I will now start banging my head against a wall, trying to beat the confusion out of my brain...


That would be a broadband repeating pulse, and probably detectable.


LOL



More seriously addressing your query, detections at a given dechirp (de-dispersion) are (I believe) somewhat representative of distance through interstellar space, signals being dispersed more as they travel further. So these dispersed signals, apparently, were chirping 'the other way' before... so that probably means the numbers came out [more or less right], but with a minus sign where there shouldn't have been. That's probably the kind of 'oops' you can only really spot checking some known reference, finding it unexpectedly some hundreds of lightyears behind the telescope.
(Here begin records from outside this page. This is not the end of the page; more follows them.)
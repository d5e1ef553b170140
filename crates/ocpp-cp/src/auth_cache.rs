//! Authorized tags cache
//!
//! Tag lists are read from authorization files (JSON arrays of id tags) and
//! kept in memory keyed by file path. Stations built from the same template
//! share one entry.

use crate::error::{StationError, StationResult};
use dashmap::DashMap;
use std::path::Path;
use std::sync::Arc;
use tracing::debug;

#[derive(Debug, Default)]
pub struct AuthorizedTagsCache {
    tags: DashMap<String, Arc<Vec<String>>>,
}

impl AuthorizedTagsCache {
    pub fn new() -> Self {
        Self::default()
    }

    /// Cached tags of `file`, loading them on first use
    pub fn get_authorized_tags(&self, file: &str) -> StationResult<Arc<Vec<String>>> {
        if let Some(tags) = self.tags.get(file) {
            return Ok(tags.clone());
        }

        let tags = Arc::new(load_tags(Path::new(file))?);
        debug!("Loaded {} authorized tags from {}", tags.len(), file);
        Ok(self
            .tags
            .entry(file.to_string())
            .or_insert(tags)
            .value()
            .clone())
    }

    pub fn set_authorized_tags(&self, file: &str, tags: Vec<String>) {
        self.tags.insert(file.to_string(), Arc::new(tags));
    }

    /// Drop the cached entry. Returns whether there was one.
    pub fn delete_authorized_tags(&self, file: &str) -> bool {
        self.tags.remove(file).is_some()
    }

    pub fn has_authorized_tags(&self, file: &str) -> bool {
        self.tags.contains_key(file)
    }
}

fn load_tags(path: &Path) -> StationResult<Vec<String>> {
    let content = std::fs::read_to_string(path)
        .map_err(|e| StationError::template(path.display().to_string(), e.to_string()))?;
    serde_json::from_str(&content)
        .map_err(|e| StationError::template(path.display().to_string(), e.to_string()))
}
I hope that doesn't mean, that all the millions of AP v5.x that we've been crunching over the years, has been a total waste of time, and that they all have to be crunched again with AP v6.

Edit: And further on, does this not also apply to MB, and if so, was this issue fixed in MB v7?


Nope, remembering it's only my guesses, just means that 5.05 AP would have some numbers with minus signs where you'd expect positive numbers. Thresholds and numerics etc would be the same.

MB ? nope, only Autocorrelation's been added, and some initial attempts to aid future cross-platform and cpu-gpu match. Over the time I've been here MB has seen some search sensitivity increases, and the later autocorrelation addition... So if we did happen to run short of data I would imagine reprocessing some data might be reasonable, even if only to refine or confirm existing science database entries with improvement.

"Living by the wisdom of computer science doesn't sound so bad after all. And unlike most advice, it's backed up by proofs." -- Algorithms to live by: The computer science of human decisions.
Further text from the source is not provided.